** Opening THE RECORDS block **
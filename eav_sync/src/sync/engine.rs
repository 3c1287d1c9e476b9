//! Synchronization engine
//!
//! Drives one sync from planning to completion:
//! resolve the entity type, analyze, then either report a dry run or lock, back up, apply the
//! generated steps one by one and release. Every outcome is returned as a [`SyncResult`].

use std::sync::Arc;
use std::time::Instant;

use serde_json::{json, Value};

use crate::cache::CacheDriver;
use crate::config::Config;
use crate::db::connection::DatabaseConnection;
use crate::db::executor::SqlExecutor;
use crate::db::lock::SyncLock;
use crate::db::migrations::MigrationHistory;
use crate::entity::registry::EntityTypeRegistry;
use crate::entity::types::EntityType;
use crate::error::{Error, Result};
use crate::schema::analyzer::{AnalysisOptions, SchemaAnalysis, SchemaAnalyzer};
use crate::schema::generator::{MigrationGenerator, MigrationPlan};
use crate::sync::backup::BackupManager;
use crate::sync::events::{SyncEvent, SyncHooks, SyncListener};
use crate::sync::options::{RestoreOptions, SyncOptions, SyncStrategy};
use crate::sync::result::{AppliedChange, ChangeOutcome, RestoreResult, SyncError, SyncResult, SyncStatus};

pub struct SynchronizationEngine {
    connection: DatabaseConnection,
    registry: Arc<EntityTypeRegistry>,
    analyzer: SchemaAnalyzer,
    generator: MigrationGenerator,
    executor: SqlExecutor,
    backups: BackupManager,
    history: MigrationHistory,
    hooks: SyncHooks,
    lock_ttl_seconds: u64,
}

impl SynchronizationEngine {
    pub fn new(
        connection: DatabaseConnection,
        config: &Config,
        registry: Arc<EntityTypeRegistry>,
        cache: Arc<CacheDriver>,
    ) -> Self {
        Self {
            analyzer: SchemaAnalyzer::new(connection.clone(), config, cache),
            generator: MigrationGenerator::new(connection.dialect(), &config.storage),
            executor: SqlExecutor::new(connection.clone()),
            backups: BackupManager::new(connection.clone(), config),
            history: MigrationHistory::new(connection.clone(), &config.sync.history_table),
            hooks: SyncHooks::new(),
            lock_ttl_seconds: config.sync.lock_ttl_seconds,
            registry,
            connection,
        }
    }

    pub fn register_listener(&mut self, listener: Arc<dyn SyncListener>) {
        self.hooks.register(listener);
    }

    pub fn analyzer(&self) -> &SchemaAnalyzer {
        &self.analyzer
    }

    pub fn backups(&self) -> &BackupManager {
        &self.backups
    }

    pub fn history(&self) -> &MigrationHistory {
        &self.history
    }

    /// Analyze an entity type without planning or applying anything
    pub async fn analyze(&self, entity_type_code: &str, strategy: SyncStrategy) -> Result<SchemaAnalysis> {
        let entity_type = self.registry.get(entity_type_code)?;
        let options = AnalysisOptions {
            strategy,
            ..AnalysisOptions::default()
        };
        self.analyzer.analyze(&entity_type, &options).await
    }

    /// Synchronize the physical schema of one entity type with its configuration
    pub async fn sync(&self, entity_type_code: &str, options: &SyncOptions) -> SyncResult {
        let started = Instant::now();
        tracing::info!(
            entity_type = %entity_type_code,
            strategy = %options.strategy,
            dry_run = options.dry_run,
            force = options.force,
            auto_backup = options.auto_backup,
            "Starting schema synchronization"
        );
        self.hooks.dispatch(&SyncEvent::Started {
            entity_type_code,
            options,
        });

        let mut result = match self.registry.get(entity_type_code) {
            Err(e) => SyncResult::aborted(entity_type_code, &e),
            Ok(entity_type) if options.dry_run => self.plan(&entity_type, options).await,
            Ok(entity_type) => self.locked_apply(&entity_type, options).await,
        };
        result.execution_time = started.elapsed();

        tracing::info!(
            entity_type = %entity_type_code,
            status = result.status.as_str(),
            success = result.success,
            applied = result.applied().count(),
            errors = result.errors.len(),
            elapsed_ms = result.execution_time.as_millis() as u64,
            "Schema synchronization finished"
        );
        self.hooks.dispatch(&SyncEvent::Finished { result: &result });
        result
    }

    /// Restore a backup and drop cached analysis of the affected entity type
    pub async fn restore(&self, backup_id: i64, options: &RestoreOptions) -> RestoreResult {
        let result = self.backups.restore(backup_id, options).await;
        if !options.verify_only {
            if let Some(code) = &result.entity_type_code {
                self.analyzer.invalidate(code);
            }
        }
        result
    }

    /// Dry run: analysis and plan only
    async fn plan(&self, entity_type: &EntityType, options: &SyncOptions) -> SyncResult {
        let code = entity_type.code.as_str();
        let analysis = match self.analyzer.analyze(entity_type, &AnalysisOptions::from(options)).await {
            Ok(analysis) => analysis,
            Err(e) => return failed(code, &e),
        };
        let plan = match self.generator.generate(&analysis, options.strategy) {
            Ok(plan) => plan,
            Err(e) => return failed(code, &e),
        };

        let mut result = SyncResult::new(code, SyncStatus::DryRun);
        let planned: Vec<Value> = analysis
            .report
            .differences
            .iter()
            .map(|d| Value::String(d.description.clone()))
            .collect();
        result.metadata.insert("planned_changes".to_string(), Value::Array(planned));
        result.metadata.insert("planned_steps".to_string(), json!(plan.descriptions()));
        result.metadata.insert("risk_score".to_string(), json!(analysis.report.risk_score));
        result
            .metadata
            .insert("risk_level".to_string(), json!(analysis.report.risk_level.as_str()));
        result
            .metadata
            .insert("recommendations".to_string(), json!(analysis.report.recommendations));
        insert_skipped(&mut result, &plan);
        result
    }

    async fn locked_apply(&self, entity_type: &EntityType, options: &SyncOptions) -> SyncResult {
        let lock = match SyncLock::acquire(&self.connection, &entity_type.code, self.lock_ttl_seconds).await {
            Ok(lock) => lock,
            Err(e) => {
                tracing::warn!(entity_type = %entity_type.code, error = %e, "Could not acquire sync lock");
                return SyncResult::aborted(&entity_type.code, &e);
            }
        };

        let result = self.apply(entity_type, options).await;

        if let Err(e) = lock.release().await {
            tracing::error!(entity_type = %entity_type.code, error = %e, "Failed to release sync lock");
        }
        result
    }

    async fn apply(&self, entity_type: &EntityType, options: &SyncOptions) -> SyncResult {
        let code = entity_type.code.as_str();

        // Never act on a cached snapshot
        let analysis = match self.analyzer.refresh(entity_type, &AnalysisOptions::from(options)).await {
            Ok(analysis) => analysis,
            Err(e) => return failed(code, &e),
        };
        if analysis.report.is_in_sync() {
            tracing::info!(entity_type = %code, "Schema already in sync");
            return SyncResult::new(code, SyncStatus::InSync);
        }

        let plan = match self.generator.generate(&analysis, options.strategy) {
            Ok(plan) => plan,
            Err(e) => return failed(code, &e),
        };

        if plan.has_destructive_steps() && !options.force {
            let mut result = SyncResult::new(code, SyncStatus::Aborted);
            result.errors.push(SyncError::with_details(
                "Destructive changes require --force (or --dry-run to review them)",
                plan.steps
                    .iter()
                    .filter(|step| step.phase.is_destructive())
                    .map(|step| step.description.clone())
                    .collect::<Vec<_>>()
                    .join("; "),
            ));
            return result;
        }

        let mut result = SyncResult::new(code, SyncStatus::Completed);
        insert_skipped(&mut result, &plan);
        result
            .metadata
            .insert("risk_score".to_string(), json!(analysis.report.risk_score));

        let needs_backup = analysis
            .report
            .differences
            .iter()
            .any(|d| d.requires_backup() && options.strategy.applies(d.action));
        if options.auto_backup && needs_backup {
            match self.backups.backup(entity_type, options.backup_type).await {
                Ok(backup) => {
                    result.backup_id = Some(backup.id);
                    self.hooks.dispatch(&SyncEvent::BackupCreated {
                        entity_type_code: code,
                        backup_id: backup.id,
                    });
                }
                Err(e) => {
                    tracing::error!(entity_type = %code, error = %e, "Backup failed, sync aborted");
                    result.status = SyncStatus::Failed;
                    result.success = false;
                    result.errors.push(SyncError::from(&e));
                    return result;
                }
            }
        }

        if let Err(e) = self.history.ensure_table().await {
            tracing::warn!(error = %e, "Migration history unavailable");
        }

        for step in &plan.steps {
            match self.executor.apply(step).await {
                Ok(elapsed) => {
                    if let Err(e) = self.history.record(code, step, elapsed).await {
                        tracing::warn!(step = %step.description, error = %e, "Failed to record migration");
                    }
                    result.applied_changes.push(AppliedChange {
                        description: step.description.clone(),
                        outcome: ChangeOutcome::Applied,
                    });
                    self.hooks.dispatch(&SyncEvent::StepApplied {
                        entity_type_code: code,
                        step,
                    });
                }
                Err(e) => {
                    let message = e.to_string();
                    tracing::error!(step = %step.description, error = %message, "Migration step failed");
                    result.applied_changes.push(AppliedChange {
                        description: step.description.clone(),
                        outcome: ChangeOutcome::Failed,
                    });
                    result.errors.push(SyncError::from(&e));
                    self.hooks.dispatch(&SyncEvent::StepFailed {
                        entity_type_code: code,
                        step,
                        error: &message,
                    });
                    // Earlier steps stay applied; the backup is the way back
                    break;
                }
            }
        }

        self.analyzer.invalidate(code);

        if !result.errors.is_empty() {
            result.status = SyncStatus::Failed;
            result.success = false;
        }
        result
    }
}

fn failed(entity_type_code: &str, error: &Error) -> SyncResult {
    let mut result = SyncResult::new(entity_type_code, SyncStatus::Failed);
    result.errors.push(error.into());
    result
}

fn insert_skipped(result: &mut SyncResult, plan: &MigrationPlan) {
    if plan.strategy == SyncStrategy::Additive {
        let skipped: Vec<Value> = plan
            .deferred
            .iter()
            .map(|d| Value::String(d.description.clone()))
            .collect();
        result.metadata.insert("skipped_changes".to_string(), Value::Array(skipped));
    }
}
** Closing THE RECORDS block **
WORK REQUEST:
Only lines with the word "MigrationPlan" count here; copy every one from the records.

EXPECTED ANSWER:
use crate::schema::generator::{MigrationGenerator, MigrationPlan};
fn insert_skipped(result: &mut SyncResult, plan: &MigrationPlan) {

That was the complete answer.